January 3, 2012

Table for One, Part Two




Here is Totoro at No. 9 Park on the Boston Common. He had a great time, but didn't eat much. I don't think he likes uni emulsion. I told you I had reservations for the first and second of January; on the 1st, we went to L'Espalier; on the 2nd, we went to No. 9 Park. Both times Totoro and I had the tasting menu, but the experiences were different. Getting ready was the same as on New Year's Day. So if you want to know how the night started, you can get an idea by reading Part One. This time my phone's GPS system was really confused, but it got me through town well enough and in time to get seated a little early. This was good, because I got home from L'Espalier past 10 p.m., which as many of you know, is way past my bed time. I get up at 5 a.m. on work days, and I got addicted to sleeping in on vacation and knew it would be extra hard to get up in the morning, so I didn't want to be out as late on 2 January as I was on the 1st.

Imagine my happiness when the tasting menu only had 7 courses (8 total courses with the supplementary foie gras, which I couldn't pass on, so I had it) instead of the bonkers number of courses at Craigie and L'Espalier! No extra appetizer, no intermezzo, and I waived the supplementary cheese course (having learned my lesson with the Grand Fromage the night before). I did not leave the restaurant in distress from overindulgence. Here is the menu:

Chilled Nova Scotia Lobster - hearts of palm, lemon vinaigrette, arugula.

Sturgeon en Papillote - American caviar, Savoy cabbage, bacon (bacon!)

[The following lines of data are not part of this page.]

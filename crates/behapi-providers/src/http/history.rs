//! Request history
//!
//! Bounded record of the last exchanges performed by the HTTP client. Steps
//! assert on the last response through it, and the debug reporter renders
//! it. It is a bag: the history is emptied once a scenario finished.

use std::collections::VecDeque;
use std::sync::Mutex;

use behapi_domain::error::{Error, Result};
use behapi_domain::ports::{RequestSubscriber, ResettableBag};
use behapi_domain::value_objects::HttpExchange;
use tracing::warn;

/// Keeps the last `limit` exchanges, oldest first
#[derive(Debug)]
pub struct HistoryRecorder {
    limit: usize,
    exchanges: Mutex<VecDeque<HttpExchange>>,
}

impl HistoryRecorder {
    /// Create a recorder keeping at most `limit` exchanges (at least one)
    ///
    /// Storage grows with the recorded exchanges, not with `limit`.
    pub fn new(limit: usize) -> Self {
        Self {
            limit: limit.max(1),
            exchanges: Mutex::new(VecDeque::new()),
        }
    }

    /// Maximum number of exchanges kept
    pub fn limit(&self) -> usize {
        self.limit
    }

    /// Record an exchange, evicting the oldest ones beyond the limit
    pub fn record(&self, exchange: HttpExchange) {
        match self.exchanges.lock() {
            Ok(mut exchanges) => {
                exchanges.push_back(exchange);
                while exchanges.len() > self.limit {
                    exchanges.pop_front();
                }
            }
            Err(_) => warn!("History lock poisoned, exchange dropped"),
        }
    }

    /// Most recent exchange
    pub fn last(&self) -> Option<HttpExchange> {
        self.exchanges
            .lock()
            .ok()
            .and_then(|exchanges| exchanges.back().cloned())
    }

    /// Every kept exchange, oldest first
    pub fn all(&self) -> Vec<HttpExchange> {
        self.exchanges
            .lock()
            .map(|exchanges| exchanges.iter().cloned().collect())
            .unwrap_or_default()
    }

    /// Number of kept exchanges
    pub fn len(&self) -> usize {
        self.exchanges.lock().map(|e| e.len()).unwrap_or(0)
    }

    /// Whether nothing was recorded since the last reset
    pub fn is_empty(&self) -> bool {
        self.len() == 0
    }
}

impl RequestSubscriber for HistoryRecorder {
    fn on_exchange(&self, exchange: &HttpExchange) {
        self.record(exchange.clone());
    }
}

impl ResettableBag for HistoryRecorder {
    fn reset(&self) -> Result<()> {
        self.exchanges
            .lock()
            .map(|mut exchanges| exchanges.clear())
            .map_err(|_| Error::infrastructure("History lock poisoned"))
    }
}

Grilled Abalone - spot prawn, bay scallop, sea urchin veloute

Carnaroli Risotto - Perigueux truffle, Parmigiano-Reggiano

Seared Foie Gras - pistachio, grapefruit, gluten free brioche

Berkshire Pork Shoulder - grilled mushroom, crosnes, Honeycrisp apple

Prime Beef Ribeye - Macomber turnip, bone marrow, beet jus

Cassis Ice - Champagne, orange blossom

White Chocolate Bavarian - cocoa nib, black olive powder, Meyer lemon sorbet

The food at No. 9 Park was wonderful, but the strange thing I have to say about it is that it seemed more like food than what was served at L'Espalier. I enjoyed it more. It landed somewhere on the spectrum between REALLY FANCY FANCY ART FOOD and GOOD GRUB and now that I've said that, I suspect I might spend some time later defining points on that spectrum. For now, let's say that if I were going to illustrate the spectrum using restaurants I've dined at in recent years, it would go like this, from FANCY^2 to GOOD GRUB and down to CALORIES FOR SURVIVAL:

10. L'Espalier (Boston)
9. Morimoto (Manhattan)
8. No. 9 Park (Boston)
7. Craigie on Main (Cambridge)
6. Bravo (Museum of Fine Arts, Boston)
5. The Mill at 2T (Tariffville, CT)
4. Toro (South Boston)
3. Rani Indian Bistro (Brookline, MA)
2. Soma (Beverly, MA)
1. Sugarcane (Peabody, MA)
0. Tennessee BBQ (Danvers, MA)
-1. Rickshaw Dumpling Bar (Manhattan)
-2. Outback Steakhouse (Danvers, MA)
-3. Omega Pizza and Subs (Salem, MA)
-4. McDonald's (Everywhere, USA)
-5. Fresh City (I-90, Massachusetts)

My companions and I debated heatedly over the order of this list. Admittedly, it's a terribly, terribly subjective list. What I'm trying to get at here is not about good food versus bad food. It's much more about food as art object versus food as calorie delivery system. At L'Espalier, the edibles were not at all about getting nutrients into a body; that's not why you put an oyster on a crystal pedestal with dry ice and LEDs. When I stopped at Fresh City on the way home from my recent trip to Troy, NY, there was absolutely NO REASON for me to eat the terrible terrible salad from Fresh City (hah!) except that my belly was rubbing my spine in an unpleasant manner and it had to stop. The chicken had been cooked sometime that week, I'm sure, and the green stuff had probably been pulled from the earth and sprayed with chemicals at least two weeks before to help it weather the trip from some aggro-conglomo-giant in southern climes. So, I actually kind of like McDonald's sometimes, especially since they got a conscience and started putting apple fries on the menu, so it's not about like. If I want a chicken nugget, I go to McDonald's for extruded chicken-product deep fried in salt-lard. (Have you noticed McNuggets come in four shapes? Parallelogram, oyster, dinner plate, and the state of Mississippi? This was hotly debated too--are there three McNugget shapes or four?--my house is SO FUN.)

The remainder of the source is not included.